Años antes de siquiera pensar en postularme al Congreso, me encontré con America’s Great Depression de Rothbard. Antes de leerlo, mi pensamiento se veía empañado por la tentación de dividir estas cuestiones e ideas en términos partidistas. Rothbard lo corrigió. America’s Great Depression fue un libro clave en mi conversión al pensamiento libertario del libre mercado puro. La confianza que he adquirido con la munición suministrada por Rothbard me animó a entrar a la política, ya que necesitaba la tranquilidad de que mi lealtad intuitiva a la libertad fuera compartida por los grandes pensadores. Rothbard me enseñó a mantener siempre la distinción en mi mente entre la actividad pacífica del mercado y la coerción estatal. Sirvió como una guía constante una vez que estaba en el cargo.

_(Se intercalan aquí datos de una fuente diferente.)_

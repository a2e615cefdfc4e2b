//! Regex entity extraction for legal documents.
//!
//! Each category is a fixed list of patterns applied in order; the first ten
//! distinct matches per category are kept.

use std::sync::LazyLock;

use regex::Regex;

use crate::types::{EntityBag, EntityCategory};

const MONTHS: &str =
    "January|February|March|April|May|June|July|August|September|October|November|December";

static DATE_PATTERNS: LazyLock<Vec<Regex>> = LazyLock::new(|| {
    vec![
        Regex::new(r"\b\d{1,2}[/-]\d{1,2}[/-]\d{2,4}\b").expect("date pattern should compile"),
        Regex::new(r"\b\d{4}[/-]\d{1,2}[/-]\d{1,2}\b").expect("date pattern should compile"),
        Regex::new(&format!(r"(?i)\b(?:{MONTHS})\s+\d{{1,2}},?\s+\d{{4}}\b"))
            .expect("date pattern should compile"),
        Regex::new(&format!(
            r"(?i)\b\d{{1,2}}(?:st|nd|rd|th)?\s+(?:{MONTHS})\s+\d{{4}}\b"
        ))
        .expect("date pattern should compile"),
    ]
});

static MONEY_PATTERNS: LazyLock<Vec<Regex>> = LazyLock::new(|| {
    vec![
        Regex::new(r"\$[\d,]+\.?\d*").expect("money pattern should compile"),
        Regex::new(r"(?i)\b\d+\s*(?:dollars?|USD|cents?|EUR|GBP)\b")
            .expect("money pattern should compile"),
        Regex::new(r"(?i)\b(?:USD|EUR|GBP)\s*[\d,]+\.?\d*\b").expect("money pattern should compile"),
    ]
});

static ORGANIZATION_PATTERNS: LazyLock<Vec<Regex>> = LazyLock::new(|| {
    vec![
        Regex::new(r"(?i)\b\w+(?:\s+\w+)*\s+(?:Inc\.?|LLC|Corp\.?|Company|Corporation|Ltd\.?|LLP|LP)\b")
            .expect("organization pattern should compile"),
        Regex::new(r"(?i)\b(?:The\s+)?\w+(?:\s+\w+)*\s+(?:Bank|Insurance|Group|Holdings|Enterprises)\b")
            .expect("organization pattern should compile"),
    ]
});

static LOCATION_PATTERNS: LazyLock<Vec<Regex>> = LazyLock::new(|| {
    vec![
        // City, ST
        Regex::new(r"\b\w+,\s*[A-Z]{2}\b").expect("location pattern should compile"),
        Regex::new(
            r"(?i)\b\d+\s+\w+(?:\s+\w+)*\s+(?:Street|St|Avenue|Ave|Road|Rd|Boulevard|Blvd|Drive|Dr|Lane|Ln)\b",
        )
        .expect("location pattern should compile"),
    ]
});

static CONTACT_PATTERNS: LazyLock<Vec<Regex>> = LazyLock::new(|| {
    vec![
        Regex::new(r"\b[A-Za-z0-9._%+-]+@[A-Za-z0-9.-]+\.[A-Z|a-z]{2,}\b")
            .expect("email pattern should compile"),
        Regex::new(r"\b\d{3}[-.]?\d{3}[-.]?\d{4}\b").expect("phone pattern should compile"),
        Regex::new(r"\(\d{3}\)\s*\d{3}[-.]?\d{4}\b").expect("phone pattern should compile"),
    ]
});

static OBLIGATION_PATTERNS: LazyLock<Vec<Regex>> = LazyLock::new(|| {
    vec![
        Regex::new(r"(?i)(?:shall|must|required to|obligated to|responsible for)\s+[^.]{10,100}")
            .expect("obligation pattern should compile"),
        Regex::new(r"(?i)(?:agrees to|undertakes to|commits to)\s+[^.]{10,100}")
            .expect("obligation pattern should compile"),
    ]
});

static PERSON_PATTERN: LazyLock<Regex> = LazyLock::new(|| {
    Regex::new(r"\b[A-Z][a-z]+\s+[A-Z][a-z]+(?:\s+[A-Z][a-z]+)?\b")
        .expect("person pattern should compile")
});

/// Legal terms reported (title-cased) when present anywhere in the text
const LEGAL_TERMS: [&str; 12] = [
    "whereas",
    "hereby",
    "covenant",
    "indemnify",
    "liability",
    "breach",
    "termination",
    "confidential",
    "proprietary",
    "intellectual property",
    "force majeure",
    "arbitration",
];

/// Capitalized phrases that look like names but are not people
const NOT_PERSONS: [&str; 8] = [
    "Legal Notice",
    "Terms Conditions",
    "Privacy Policy",
    "User Agreement",
    "United States",
    "New York",
    "Los Angeles",
    "San Francisco",
];

/// Extract categorized entities from document text
pub fn extract_entities(text: &str) -> EntityBag {
    let mut bag = EntityBag::new();

    collect(&mut bag, EntityCategory::Dates, &DATE_PATTERNS, text);
    collect(&mut bag, EntityCategory::Monetary, &MONEY_PATTERNS, text);
    collect(&mut bag, EntityCategory::Organizations, &ORGANIZATION_PATTERNS, text);
    collect(&mut bag, EntityCategory::Locations, &LOCATION_PATTERNS, text);

    let lower = text.to_lowercase();
    bag.extend(
        EntityCategory::LegalTerms,
        LEGAL_TERMS
            .iter()
            .filter(|term| lower.contains(*term))
            .map(|term| title_case(term)),
    );

    collect(&mut bag, EntityCategory::ContactInfo, &CONTACT_PATTERNS, text);

    for pattern in OBLIGATION_PATTERNS.iter() {
        bag.extend(
            EntityCategory::Obligations,
            pattern.find_iter(text).map(|m| m.as_str().trim().to_string()),
        );
    }

    bag.extend(
        EntityCategory::Persons,
        PERSON_PATTERN
            .find_iter(text)
            .map(|m| m.as_str())
            .filter(|name| !NOT_PERSONS.contains(name)),
    );

    bag
}

fn collect(bag: &mut EntityBag, category: EntityCategory, patterns: &[Regex], text: &str) {
    for pattern in patterns {
        bag.extend(category, pattern.find_iter(text).map(|m| m.as_str()));
    }
}

/// Uppercase the first letter of every alphabetic run, lowercase the rest
pub(crate) fn title_case(text: &str) -> String {
    let mut out = String::with_capacity(text.len());
    let mut prev_alpha = false;
    for c in text.chars() {
        if c.is_alphabetic() {
            if prev_alpha {
                out.extend(c.to_lowercase());
            } else {
                out.extend(c.to_uppercase());
            }
            prev_alpha = true;
        } else {
            out.push(c);
            prev_alpha = false;
        }
    }
    out
}

#[cfg(test)]
mod tests {
    use super::*;
    use crate::types::entities::MAX_ENTITIES_PER_CATEGORY;

    const SAMPLE: &str = "This is a sample legal contract between Acme Corp and John Smith. \
        Payment of $50,000 is due by December 31, 2024. \
        The Tenant shall maintain the premises in good condition at all times. \
        Notices go to legal@acme.com or 555-123-4567 at 100 Main Street, Springfield, IL.";

    #[test]
    fn test_sample_finds_money_and_date() {
        let bag = extract_entities(SAMPLE);
        assert!(bag.get(EntityCategory::Monetary).contains(&"$50,000".to_string()));
        assert!(bag
            .get(EntityCategory::Dates)
            .contains(&"December 31, 2024".to_string()));
    }

    #[test]
    fn test_sample_other_categories() {
        let bag = extract_entities(SAMPLE);
        assert!(bag.get(EntityCategory::Persons).contains(&"John Smith".to_string()));
        assert!(bag
            .get(EntityCategory::ContactInfo)
            .contains(&"legal@acme.com".to_string()));
        assert!(bag
            .get(EntityCategory::ContactInfo)
            .contains(&"555-123-4567".to_string()));
        assert!(bag
            .get(EntityCategory::Locations)
            .contains(&"Springfield, IL".to_string()));
        assert!(bag
            .get(EntityCategory::Obligations)
            .iter()
            .any(|o| o.starts_with("shall maintain the premises")));
        assert!(!bag.get(EntityCategory::Organizations).is_empty());
    }

    #[test]
    fn test_legal_terms_are_title_cased() {
        let bag = extract_entities("WHEREAS the parties agree to binding arbitration and force majeure applies.");
        let terms = bag.get(EntityCategory::LegalTerms);
        assert!(terms.contains(&"Whereas".to_string()));
        assert!(terms.contains(&"Arbitration".to_string()));
        assert!(terms.contains(&"Force Majeure".to_string()));
    }

    #[test]
    fn test_excluded_phrases_are_not_persons() {
        let bag = extract_entities("Filed in New York under the Legal Notice rules by Jane Doe.");
        let persons = bag.get(EntityCategory::Persons);
        assert!(persons.contains(&"Jane Doe".to_string()));
        assert!(!persons.contains(&"New York".to_string()));
        assert!(!persons.contains(&"Legal Notice".to_string()));
    }

    #[test]
    fn test_categories_are_capped_and_unique() {
        let text: String = (1..=30)
            .map(|i| format!("Invoice {i} totals ${i},000 due 1/{i}/2024 and again ${i},000. "))
            .collect();
        let bag = extract_entities(&text);

        for (category, values) in bag.iter() {
            assert!(values.len() <= MAX_ENTITIES_PER_CATEGORY, "{category:?} over cap");
            let mut deduped = values.to_vec();
            deduped.sort();
            deduped.dedup();
            assert_eq!(deduped.len(), values.len(), "{category:?} has duplicates");
        }
        assert_eq!(bag.get(EntityCategory::Monetary).len(), MAX_ENTITIES_PER_CATEGORY);
    }

    #[test]
    fn test_empty_text_has_all_categories() {
        let bag = extract_entities("");
        assert!(bag.is_empty());
        assert_eq!(bag.iter().count(), EntityCategory::ALL.len());
    }

    #[test]
    fn test_title_case() {
        assert_eq!(title_case("party of the first part"), "Party Of The First Part");
        assert_eq!(title_case("pursuant to"), "Pursuant To");
    }
}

Quería ver los escritos brillantes de teóricos como Rothbard traducidos a la acción política práctica. Para mi sorpresa, había un fuerte apoyo para estos puntos de vista, y me eligieron para cuatro periodos. Incluso una persona familiarizada con solo una pequeña parte de la vasta obra que Rothbard ha producido durante su carrera conoce su actitud hacia la política. Como Mises, que él llama el Estado el “aparato social de opresión violenta.”
¿Cómo minimizar el rol del estado? Para traer cambio radical y permanente a cualquier sociedad, nuestro foco principal debe ser la conversión de las mentes a través de la educación. Esta es la tarea a la que Rothbard ha dedicado su vida. Por eso es que ha sido en tantas ocasiones un participante tan entusiasta en funciones educativas que he tenido para pasantes, personal y miembros del congreso. Después de hablar en un seminario que tuve, le expresé mi deleite por la amplia participación, diciéndole que “mostraba el grado en que nuestras ideas han permeado la política y la opinión pública, mucho más de lo que esperaba o creía”.

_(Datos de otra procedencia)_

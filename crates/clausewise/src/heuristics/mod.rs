//! Local heuristic engine
//!
//! Keyword and regex based analysis used when the hosted model is disabled,
//! unreachable, or returns low-confidence text. Everything here is pure and
//! synchronous.

mod answer;
mod classify;
mod entities;
mod highlight;
mod patterns;
mod simplify;
mod summary;

pub use answer::{answer_question, task_fallback};
pub use classify::classify;
pub use entities::extract_entities;
pub use highlight::highlight_entities;
pub use simplify::{key_clauses, replace_legal_terms, simplify_clauses, LEGAL_TERM_REPLACEMENTS};
pub use summary::{detailed_summary, key_sentences, summarize};

/// The first `chars` characters of `text`
pub(crate) fn head_chars(text: &str, chars: usize) -> &str {
    match text.char_indices().nth(chars) {
        Some((idx, _)) => &text[..idx],
        None => text,
    }
}

#[cfg(test)]
mod tests {
    use super::*;

    #[test]
    fn test_head_chars_respects_char_boundaries() {
        assert_eq!(head_chars("§§§§", 2), "§§");
        assert_eq!(head_chars("abc", 10), "abc");
        assert_eq!(head_chars("", 3), "");
    }
}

Pero, porque Rothbard ves la educación como el vehículo primario del cambio, eso no quiere decir, por supuesto, que se oponga a involucrarse directamente en la acción política para lograr una sociedad libertaria. Como dijo, “como el estado no se quitará generosamente poder, son necesarios otros medios además de la educación, medios de presión deberán usarse”.

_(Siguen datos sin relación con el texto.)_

//! Upload ingestion: text extraction from PDF, DOCX and TXT

mod parser;

pub use parser::{FileParser, ParsedDocument, UNSUPPORTED_MESSAGE};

Es por eso que le pedí que me ayudara cuando fui nominado para la U.S. Gold Commission, y Rothbard produjo material brillante sobre la historia monetaria de EE. UU. en el siglo XIX, especialmente relacionada con el oro y los peligros de la banca central. Son asuntos en los que Rothbard ha rechazado ceder, a pesar de la enorme presión desde dentro y desde fuera del movimiento. A la fecha, permanece como el teorista monetario y como el consistente crítico de la inflación y del dinero fiduciario más persuasivo. Cuando se restablezca el oro en un lugar central de nuestro sistema monetario, le deberemos una deuda gigantesca al trabajo de Rothbard.
De hecho, el trabajo de Rothbard con la Gold Commission nos ha ayudado a estar en el camino de un estándar de monedas de oro, porque de la Gold Commission salió el apoyo a mi legislación para acuñar la moneda del águila dorada de EE. UU. Y su apoyo y aliento me ayudaron para cambiar mi forma de pensar con respecto a postularme a la presidencia de los EE. UU. por el partido libertario.
En múltiples formas, el trabajo de Rothbard nos ha otorgado, no solo a mí sino a todos, de las municiones que necesitamos para pelear por el sueño estadounidense de libertad y prosperidad para toda la humanidad.